Though i had to xfer them to my brothers 75gal planted since i had to re-do the substrate and put sand in. so im letting the tank settle for a few weeks before i put them back in. Why i did sand was so the fry wouldnt fall into the gravel and get stuck or die. also the rams can easily dig a pit in it.


----------



## Sunstar (Jul 29, 2008)

Cyclops could possibly harm tiny fry, but I rarely have an issue with them... bunches come, and my fish gobble them up. Consider it free food.


----------



## Tropicana (Feb 15, 2009)

lol sweet  Thanks.


----------



## viperblue21 (Feb 10, 2009)

*We're trying to breed our rams too*

We found out about their first clutch when my wife was putting in a new plant. Both the male and female attacked her arm she almost hit the ceiling. In disbelief i finished the planting and i got nipped too. We figured it all out when we were posting about it. The females are smaller and have pink bellies. I was told that changes in water temperature induce the desire to lay eggs. Water changes make it seem like the monsoon has come. We're still trying to get them to lay a section batch they are now isolated in a 30gal tank. Before they were in a community. Good luck


----------



## Tropicana (Feb 15, 2009)

Hey viper Welcome! says ur new ;p lol yeah females definatly have the pink abdomin and a more rounded belly compaired to males. I generally put my temps to 84 deg and do one slightly cooler water change to spice things up for them lol thats what got mine goin besides the gormet foods haha.


----------



## bigshark (Jun 14, 2008)

whats the breeding size, mine r about 1.25", i used to have on some time ago that was about 2.5"


----------



## Tropicana (Feb 15, 2009)

bigshark said:


> whats the breeding size, mine r about 1.25", i used to have on some time ago that was about 2.5"

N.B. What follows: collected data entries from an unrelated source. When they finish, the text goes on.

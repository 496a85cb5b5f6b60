//! Provider relay: forwards unmatched messages to a chat-completion API.
//!
//! # Public API
//!
//! - [`CompletionProvider`]: the seam handlers call; swap it for a stub in tests
//! - [`client::ChatCompletionClient`]: OpenAI-compatible HTTP implementation
//! - [`config::RelayConfig`]: endpoint, model, credential and timeout
//!
//! Each call is single-turn: one system message and one user message. There is
//! no history, no streaming and no retry.

pub mod client;
pub mod config;
pub mod models;

use async_trait::async_trait;
use thiserror::Error;

use crate::facts;

/// Errors that can occur while relaying a message to the provider.
#[derive(Debug, Error)]
pub enum RelayError {
    #[error("Provider API key is not set")]
    MissingApiKey,

    #[error("Provider request failed: {0}")]
    Transport(String),

    #[error("Provider returned {status}: {}", message.as_deref().unwrap_or("<no message>"))]
    Provider {
        status: u16,
        message: Option<String>,
    },

    #[error("Malformed provider response: {0}")]
    MalformedResponse(String),
}

impl RelayError {
    /// Sentence shown to the visitor; error details stay in the logs.
    pub fn user_reply(&self) -> &'static str {
        facts::FALLBACK_REPLY
    }
}

/// Produces a completion for a single user message.
#[async_trait]
pub trait CompletionProvider: Send + Sync {
    async fn complete(&self, message: &str) -> Result<String, RelayError>;

    /// Whether a call has a chance of succeeding (credential present).
    fn is_configured(&self) -> bool {
        true
    }
}
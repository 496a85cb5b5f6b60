//! Health endpoint.

use axum::Json;
use axum::extract::State;

use crate::AppState;
use crate::models::HealthResponse;

/// `GET /api/health`: reports the version and whether a provider key is set.
/// Never contacts the provider.
pub async fn health_handler(State(state): State<AppState>) -> Json<HealthResponse> {
    Json(HealthResponse {
        status: "ok",
        version: fablab_core::version(),
        provider_configured: state.provider.is_configured(),
    })
}
//! # fablab_core
//!
//! Core chat logic for the FabLab UTMN site: canned-reply classification
//! and the relay to the chat-completion provider.

pub mod classifier;
pub mod facts;
pub mod provider;

/// Returns the crate version.
pub fn version() -> &'static str {
    env!("CARGO_PKG_VERSION")
}

#[cfg(test)]
mod tests {
    use super::*;

    #[test]
    fn version_is_not_empty() {
        assert!(!version().is_empty());
    }
}
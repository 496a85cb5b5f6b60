//! Static site responder.
//!
//! Serves regular files below a fixed root; `/` maps to `index.html`. Paths with
//! `..` components, directories, and anything that is not an existing file get
//! a 404. Only `GET` and `HEAD` read files; other methods get the same 404.

use std::path::Path;

use axum::Router;
use axum::extract::Request;
use axum::handler::HandlerWithoutStateExt;
use axum::http::{StatusCode, Uri};
use axum::middleware::map_request;
use tower_http::services::ServeDir;

const INDEX_PATH: &str = "/index.html";

/// Router that answers every request from `root`.
pub fn router(root: &Path) -> Router {
    let serve_dir = ServeDir::new(root)
        .append_index_html_on_directories(false)
        .call_fallback_on_method_not_allowed(true)
        .not_found_service(not_found.into_service());

    Router::new()
        .fallback_service(serve_dir)
        .layer(map_request(root_to_index))
}

async fn root_to_index(mut request: Request) -> Request {
    if request.uri().path() == "/" {
        *request.uri_mut() = Uri::from_static(INDEX_PATH);
    }
    request
}

async fn not_found() -> (StatusCode, &'static str) {
    (StatusCode::NOT_FOUND, "404 Not Found")
}
//! Request and response bodies.

use serde::{Deserialize, Serialize};

/// `POST /api/chat` request body.
#[derive(Debug, Deserialize)]
pub struct ChatRequest {
    #[serde(default)]
    pub message: Option<String>,
}

/// The only body shape the chat endpoint returns, on success and failure.
#[derive(Debug, Serialize, Deserialize, PartialEq, Eq)]
pub struct ChatReply {
    pub reply: String,
}

impl ChatReply {
    pub fn new(reply: impl Into<String>) -> Self {
        Self {
            reply: reply.into(),
        }
    }
}

/// `GET /api/health` response body.
#[derive(Debug, Serialize)]
#[serde(rename_all = "camelCase")]
pub struct HealthResponse {
    pub status: &'static str,
    pub version: &'static str,
    pub provider_configured: bool,
}
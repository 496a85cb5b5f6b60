//! Request handlers.

pub mod chat;
pub mod health;
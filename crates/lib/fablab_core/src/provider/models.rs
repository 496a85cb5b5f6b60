//! Wire types for the OpenAI-compatible chat-completions API.

use serde::{Deserialize, Serialize};

#[derive(Debug, Serialize)]
pub struct ChatMessage<'a> {
    pub role: &'a str,
    pub content: &'a str,
}

/// Request body: system instruction plus the single user message.
#[derive(Debug, Serialize)]
pub struct CompletionRequest<'a> {
    pub model: &'a str,
    pub messages: Vec<ChatMessage<'a>>,
    pub stream: bool,
}

impl<'a> CompletionRequest<'a> {
    pub fn single_turn(model: &'a str, system: &'a str, message: &'a str) -> Self {
        Self {
            model,
            messages: vec![
                ChatMessage {
                    role: "system",
                    content: system,
                },
                ChatMessage {
                    role: "user",
                    content: message,
                },
            ],
            stream: false,
        }
    }
}

/// Response body. Every field is optional so that error payloads and
/// unexpected shapes still deserialize and can be told apart.
#[derive(Debug, Default, Deserialize)]
pub struct CompletionResponse {
    #[serde(default)]
    pub choices: Vec<Choice>,
    pub error: Option<ErrorBody>,
}

#[derive(Debug, Deserialize)]
pub struct Choice {
    pub message: Option<ResponseMessage>,
}

#[derive(Debug, Deserialize)]
pub struct ResponseMessage {
    pub content: Option<String>,
}

#[derive(Debug, Deserialize)]
pub struct ErrorBody {
    pub message: Option<String>,
}

impl CompletionResponse {
    /// Text of the first choice, if present and non-empty.
    pub fn content(&self) -> Option<&str> {
        self.choices
            .first()
            .and_then(|c| c.message.as_ref())
            .and_then(|m| m.content.as_deref())
            .filter(|c| !c.is_empty())
    }

    /// Provider's own explanation of a failure.
    pub fn error_message(&self) -> Option<&str> {
        self.error
            .as_ref()
            .and_then(|e| e.message.as_deref())
            .filter(|m| !m.is_empty())
    }
}

#[cfg(test)]
mod tests {
    use serde_json::{Value, json};

    use super::*;

    #[test]
    fn request_has_system_then_user_and_no_streaming() {
        let req = CompletionRequest::single_turn("m", "sys", "hi");
        let v: Value = serde_json::to_value(&req).expect("serialize");
        assert_eq!(
            v,
            json!({
                "model": "m",
                "messages": [
                    {"role": "system", "content": "sys"},
                    {"role": "user", "content": "hi"}
                ],
                "stream": false
            })
        );
    }

    #[test]
    fn content_from_first_choice() {
        let resp: CompletionResponse = serde_json::from_value(json!({
            "choices": [{"message": {"role": "assistant", "content": "Привет!"}}]
        }))
        .expect("parse");
        assert_eq!(resp.content(), Some("Привет!"));
        assert_eq!(resp.error_message(), None);
    }

    #[test]
    fn error_payload_has_no_content() {
        let resp: CompletionResponse = serde_json::from_value(json!({
            "error": {"message": "model overloaded", "type": "server_error"}
        }))
        .expect("parse");
        assert_eq!(resp.content(), None);
        assert_eq!(resp.error_message(), Some("model overloaded"));
    }

    #[test]
    fn empty_or_missing_content_is_none() {
        let resp: CompletionResponse =
            serde_json::from_value(json!({"choices": [{"message": {"content": ""}}]}))
                .expect("parse");
        assert_eq!(resp.content(), None);

        let resp: CompletionResponse =
            serde_json::from_value(json!({"choices": []})).expect("parse");
        assert_eq!(resp.content(), None);
    }
}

The breeding size is 1.5" and up lol urs are close. they may even breed if they paired off. but they may only lay like 50 eggs if their small. if u see a pair that are interested in each other put them in their own tank and see if they indicate that they may breed soon. Male and female court each other Fully extending their fins doing circles then some chasing Female Eats Alot around this time... it takes time. lol Good luck.


----------



## Chris S (Dec 19, 2007)

Getting rams to spawn = effortless

Getting rams to leave their spawn = a bit harder

Raising ram fry to maturity = quite hard

At least, that is my experience. Mine breed every 3-4 weeks like clockwork, but raising their fry has been a difficult project.


----------



## bigshark (Jun 14, 2008)

looks like theres plenty of german blue ram(GBR) breeders.
So i understand that growing them is the problem, so do u have any success with that? guess i am doing my research as we speak.

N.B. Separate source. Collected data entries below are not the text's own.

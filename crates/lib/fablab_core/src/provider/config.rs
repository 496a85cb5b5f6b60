//! Provider relay configuration.

use std::time::Duration;

pub const DEFAULT_BASE_URL: &str = "https://api.sambanova.ai/v1";
pub const DEFAULT_MODEL: &str = "Meta-Llama-3.3-70B-Instruct";
pub const DEFAULT_TIMEOUT: Duration = Duration::from_secs(30);

/// Resolved provider configuration.
#[derive(Clone)]
pub struct RelayConfig {
    /// Bearer token; `None` makes every call fail with a config error.
    pub api_key: Option<String>,
    /// API root without the `/chat/completions` suffix.
    pub base_url: String,
    pub model: String,
    /// Upper bound for one outbound call, connect to last byte.
    pub timeout: Duration,
}

impl RelayConfig {
    /// Returns the API key if one is set and non-blank.
    pub fn api_key(&self) -> Option<&str> {
        self.api_key.as_deref().filter(|k| !k.trim().is_empty())
    }

    pub fn is_configured(&self) -> bool {
        self.api_key().is_some()
    }

    /// Full URL of the chat-completions endpoint.
    pub fn completions_url(&self) -> String {
        format!("{}/chat/completions", self.base_url.trim_end_matches('/'))
    }
}

impl Default for RelayConfig {
    fn default() -> Self {
        Self {
            api_key: None,
            base_url: DEFAULT_BASE_URL.into(),
            model: DEFAULT_MODEL.into(),
            timeout: DEFAULT_TIMEOUT,
        }
    }
}

// Keeps the key out of logs.
impl std::fmt::Debug for RelayConfig {
    fn fmt(&self, f: &mut std::fmt::Formatter<'_>) -> std::fmt::Result {
        f.debug_struct("RelayConfig")
            .field("api_key", &self.api_key().map(|_| "<redacted>"))
            .field("base_url", &self.base_url)
            .field("model", &self.model)
            .field("timeout", &self.timeout)
            .finish()
    }
}

#[cfg(test)]
mod tests {
    use super::*;

    #[test]
    fn completions_url_joins_without_double_slash() {
        let mut config = RelayConfig::default();
        assert_eq!(
            config.completions_url(),
            "https://api.sambanova.ai/v1/chat/completions"
        );
        config.base_url = "http://127.0.0.1:1234/".into();
        assert_eq!(config.completions_url(), "http://127.0.0.1:1234/chat/completions");
    }

    #[test]
    fn blank_key_is_not_configured() {
        let mut config = RelayConfig::default();
        assert!(!config.is_configured());
        config.api_key = Some("   ".into());
        assert!(!config.is_configured());
        config.api_key = Some("sk-test".into());
        assert!(config.is_configured());
    }

    #[test]
    fn debug_redacts_key() {
        let config = RelayConfig {
            api_key: Some("sk-secret".into()),
            ..RelayConfig::default()
        };
        let rendered = format!("{config:?}");
        assert!(!rendered.contains("sk-secret"));
        assert!(rendered.contains("<redacted>"));
    }
}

looks like the whole copepod tread has been hijacked by GBR breeders/enthusiasts


----------



## Tropicana (Feb 15, 2009)

Ahh indeed, growing them is tuff i hear also, alot of people use Microworms to start for the first week untill their large enough for BBS. which is what im going to do when mine are ready.


----------



## viperblue21 (Feb 10, 2009)

*All of their first batch of eggs got eaten*

We had origionally isolated the eggs but the parents do a better job of defending them and keeping them clean of fungus. I'm going to raise the temp a little higher currently 78 and do a water change. And yes the fry have very small mouths. Theres a liquid fry food available but microworms are always recommended.

Hi to you too Tropicana, Big Shark, and Chris


----------